Elia Barceló
Todos los que hemos seguido a César Mallorquí desde los años noventa sabemos que es un contador de historias en estado puro. Sus primeras novelas —El coleccionista de sellos, que ya era una novela policíaca, además de fantástica— y novelas cortas —El círculo de Jericó— están entre la mejor ciencia ficción producida en España. Cuando empezó a escribir literatura para jóvenes lectores, dio muestras de su gran talento narrativo en obras como El último trabajo del señor Luna, La cruz de Eldorado, La catedral, o mi favorita, La mansión Dax.
Ahora nos ofrece de nuevo una novela para público adulto —aunque hay que reconocer que, como dice él mismo, no hay mucha diferencia entre contar historias para jóvenes o para mayores— que contiene todos los elementos necesarios para ofrecer el placer de lectura al que nos tiene acostumbrados. En esta ocasión, César nos brinda una novela policíaca clásica, al estilo de los grandes maestros estadounidenses de los años treinta y cuarenta, pero con menos sordidez y con más sentido del humor.

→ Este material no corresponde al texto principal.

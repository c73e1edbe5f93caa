//! CRUD operations for [`User`] records.

use std::collections::HashMap;

use rusqlite::{params, OptionalExtension};

use huddle_shared::UserId;

use crate::database::Database;
use crate::error::{not_found, Result};
use crate::models::{fmt_ts, parse_ts, User};

const USER_COLUMNS: &str =
    "id, username, name, avatar, color, public_key, last_seen, created_at";

impl Database {
    /// Insert or refresh a user after authentication.
    ///
    /// Profile fields and `last_seen` are overwritten; the stored public key
    /// is replaced only when `user.public_key` is set. Returns `true` when the
    /// record did not exist before.
    pub fn upsert_user(&self, user: &User) -> Result<bool> {
        let tx = self.conn().unchecked_transaction()?;

        let inserted = tx.execute(
            "INSERT OR IGNORE INTO users
                 (id, username, name, avatar, color, public_key, last_seen, created_at)
             VALUES (?1, ?2, ?3, ?4, ?5, ?6, ?7, ?8)",
            params![
                user.id.as_str(),
                user.username,
                user.name,
                user.avatar,
                user.color,
                user.public_key,
                fmt_ts(&user.last_seen),
                fmt_ts(&user.created_at),
            ],
        )? > 0;

        if !inserted {
            tx.execute(
                "UPDATE users
                 SET username = ?2, name = ?3, avatar = ?4, color = ?5,
                     public_key = COALESCE(?6, public_key), last_seen = ?7
                 WHERE id = ?1",
                params![
                    user.id.as_str(),
                    user.username,
                    user.name,
                    user.avatar,
                    user.color,
                    user.public_key,
                    fmt_ts(&user.last_seen),
                ],
            )?;
        }

        tx.commit()?;
        Ok(inserted)
    }

    /// Record directory entries (e.g. followings) without touching
    /// `last_seen` or key material of users already known.
    pub fn remember_users(&self, users: &[User]) -> Result<()> {
        let tx = self.conn().unchecked_transaction()?;
        {
            let mut stmt = tx.prepare(
                "INSERT INTO users
                     (id, username, name, avatar, color, public_key, last_seen, created_at)
                 VALUES (?1, ?2, ?3, ?4, ?5, NULL, ?6, ?6)
                 ON CONFLICT(id) DO UPDATE SET
                     username = excluded.username,
                     name = excluded.name,
                     avatar = excluded.avatar,
                     color = excluded.color",
            )?;
            for user in users {
                stmt.execute(params![
                    user.id.as_str(),
                    user.username,
                    user.name,
                    user.avatar,
                    user.color,
                    fmt_ts(&user.created_at),
                ])?;
            }
        }
        tx.commit()?;
        Ok(())
    }

    pub fn get_user(&self, id: &UserId) -> Result<User> {
        self.conn()
            .query_row(
                &format!("SELECT {USER_COLUMNS} FROM users WHERE id = ?1"),
                params![id.as_str()],
                row_to_user,
            )
            .map_err(not_found)
    }

    pub fn find_user(&self, id: &UserId) -> Result<Option<User>> {
        Ok(self
            .conn()
            .query_row(
                &format!("SELECT {USER_COLUMNS} FROM users WHERE id = ?1"),
                params![id.as_str()],
                row_to_user,
            )
            .optional()?)
    }

    /// Fetch every known user among `ids`. Unknown ids are skipped.
    pub fn get_users(&self, ids: &[UserId]) -> Result<Vec<User>> {
        let mut stmt = self.conn().prepare(&format!(
            "SELECT {USER_COLUMNS} FROM users
             WHERE id IN (SELECT value FROM json_each(?1))
             ORDER BY id ASC"
        ))?;

        let rows = stmt.query_map(params![id_list(ids)], row_to_user)?;

        let mut users = Vec::new();
        for row in rows {
            users.push(row?);
        }
        Ok(users)
    }

    /// Store the caller's public key and return the refreshed record.
    pub fn set_public_key(&self, id: &UserId, public_key: &str) -> Result<User> {
        let affected = self.conn().execute(
            "UPDATE users SET public_key = ?2 WHERE id = ?1",
            params![id.as_str(), public_key],
        )?;
        if affected == 0 {
            return Err(crate::StoreError::NotFound);
        }
        self.get_user(id)
    }

    /// Stored public keys for the given users; users without a key are absent.
    pub fn public_keys(&self, ids: &[UserId]) -> Result<HashMap<UserId, String>> {
        let mut stmt = self.conn().prepare(
            "SELECT id, public_key FROM users
             WHERE public_key IS NOT NULL AND id IN (SELECT value FROM json_each(?1))",
        )?;

        let rows = stmt.query_map(params![id_list(ids)], |row| {
            Ok((UserId(row.get(0)?), row.get::<_, String>(1)?))
        })?;

        let mut keys = HashMap::new();
        for row in rows {
            let (id, key) = row?;
            keys.insert(id, key);
        }
        Ok(keys)
    }
}

/// Encode ids as a JSON array for use with `json_each`.
pub(crate) fn id_list<T: serde::Serialize>(ids: &[T]) -> String {
    serde_json::to_string(ids).unwrap_or_else(|_| "[]".to_string())
}

fn row_to_user(row: &rusqlite::Row<'_>) -> rusqlite::Result<User> {
    let last_seen: String = row.get(6)?;
    let created_at: String = row.get(7)?;

    Ok(User {
        id: UserId(row.get(0)?),
        username: row.get(1)?,
        name: row.get(2)?,
        avatar: row.get(3)?,
        color: row.get(4)?,
        public_key: row.get(5)?,
        last_seen: parse_ts(6, &last_seen)?,
        created_at: parse_ts(7, &created_at)?,
    })
}

#[cfg(test)]
mod tests {
    use super::*;
    use crate::test_support::user;
    use chrono::{Duration, Utc};

    #[test]
    fn upsert_reports_first_insert_only() {
        let db = Database::open_in_memory().unwrap();
        assert!(db.upsert_user(&user("alice")).unwrap());
        assert!(!db.upsert_user(&user("alice")).unwrap());
    }

    #[test]
    fn upsert_keeps_public_key_when_profile_has_none() {
        let db = Database::open_in_memory().unwrap();
        db.upsert_user(&user("alice")).unwrap();
        db.set_public_key(&UserId::from("alice"), "pk-1").unwrap();

        let mut again = user("alice");
        again.username = "renamed".into();
        again.last_seen = Utc::now() + Duration::seconds(5);
        db.upsert_user(&again).unwrap();

        let stored = db.get_user(&UserId::from("alice")).unwrap();
        assert_eq!(stored.username, "renamed");
        assert_eq!(stored.public_key.as_deref(), Some("pk-1"));
    }

    #[test]
    fn remember_users_does_not_clobber_keys() {
        let db = Database::open_in_memory().unwrap();
        db.upsert_user(&user("bob")).unwrap();
        db.set_public_key(&UserId::from("bob"), "pk-bob").unwrap();

        db.remember_users(&[user("bob"), user("carol")]).unwrap();

        let keys = db
            .public_keys(&[UserId::from("bob"), UserId::from("carol")])
            .unwrap();
        assert_eq!(keys.len(), 1);
        assert_eq!(keys[&UserId::from("bob")], "pk-bob");
        assert!(db.find_user(&UserId::from("carol")).unwrap().is_some());
    }

    #[test]
    fn get_users_skips_unknown() {
        let db = Database::open_in_memory().unwrap();
        db.upsert_user(&user("alice")).unwrap();
        let users = db
            .get_users(&[UserId::from("alice"), UserId::from("ghost")])
            .unwrap();
        assert_eq!(users.len(), 1);
    }

    #[test]
    fn missing_user_is_not_found() {
        let db = Database::open_in_memory().unwrap();
        assert!(matches!(
            db.get_user(&UserId::from("ghost")),
            Err(crate::StoreError::NotFound)
        ));
        assert!(db.set_public_key(&UserId::from("ghost"), "k").is_err());
    }
}
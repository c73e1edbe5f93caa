//! Database connection management.
//!
//! The [`Database`] struct owns a [`rusqlite::Connection`] and guarantees that
//! migrations are run before any other operation.

use std::path::{Path, PathBuf};

use rusqlite::Connection;

use crate::error::Result;
use crate::migrations;

/// Wrapper around a [`rusqlite::Connection`].
pub struct Database {
    conn: Connection,
}

impl Database {
    /// Open (or create) a database at an explicit path.
    ///
    /// The parent directory is created if missing.
    pub fn open_at(path: &Path) -> Result<Self> {
        if let Some(parent) = path.parent() {
            if !parent.as_os_str().is_empty() {
                std::fs::create_dir_all(parent)?;
            }
        }

        tracing::info!(path = %path.display(), "opening database");

        let conn = Connection::open(path)?;
        conn.pragma_update(None, "journal_mode", "WAL")?;
        Self::init(conn)
    }

    /// Open a private in-memory database. Data vanishes with the handle.
    pub fn open_in_memory() -> Result<Self> {
        Self::init(Connection::open_in_memory()?)
    }

    fn init(conn: Connection) -> Result<Self> {
        conn.pragma_update(None, "foreign_keys", "ON")?;
        migrations::run_migrations(&conn)?;
        Ok(Self { conn })
    }

    /// Return a reference to the underlying `rusqlite::Connection`.
    pub fn conn(&self) -> &Connection {
        &self.conn
    }

    /// Return the filesystem path of the open database (if any).
    pub fn path(&self) -> Option<PathBuf> {
        self.conn
            .path()
            .filter(|p| !p.is_empty())
            .map(PathBuf::from)
    }
}
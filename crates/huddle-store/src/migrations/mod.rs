//! Database migration runner.
//!
//! Migrations are executed in order on every [`crate::Database::open_at`] /
//! [`crate::Database::open_in_memory`] call. Each migration is guarded by the
//! `user_version` pragma so it runs exactly once.

pub mod v001_initial;
pub mod v002_one_time_keys;

use rusqlite::Connection;

use crate::error::{Result, StoreError};

/// Current schema version. Bump this and add a new migration module whenever
/// the schema changes.
pub const CURRENT_VERSION: u32 = 2;

/// Run all pending migrations against the open connection.
pub fn run_migrations(conn: &Connection) -> Result<()> {
    let current: u32 = conn.pragma_query_value(None, "user_version", |row| row.get(0))?;

    tracing::debug!(
        current_version = current,
        target_version = CURRENT_VERSION,
        "checking database migrations"
    );

    if current < 1 {
        tracing::info!("applying migration v001_initial");
        v001_initial::up(conn).map_err(|e| StoreError::Migration(e.to_string()))?;
        conn.pragma_update(None, "user_version", 1)?;
    }

    if current < 2 {
        tracing::info!("applying migration v002_one_time_keys");
        v002_one_time_keys::up(conn).map_err(|e| StoreError::Migration(e.to_string()))?;
        conn.pragma_update(None, "user_version", 2)?;
    }

    Ok(())
}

La protagonista, Carmen Hidalgo, una treintañera madrileña, propietaria de una pequeña agencia de detectives, narra en primera persona el caso que ha tenido que resolver. El presidente del Club de Fútbol Chamartín le encarga, haciendo gran hincapié en la confidencialidad, que investigue la vida de su jugador estrella: un joven colombiano que le ha costado muchos millones al club y ahora empieza a comportarse de modo francamente sospechoso.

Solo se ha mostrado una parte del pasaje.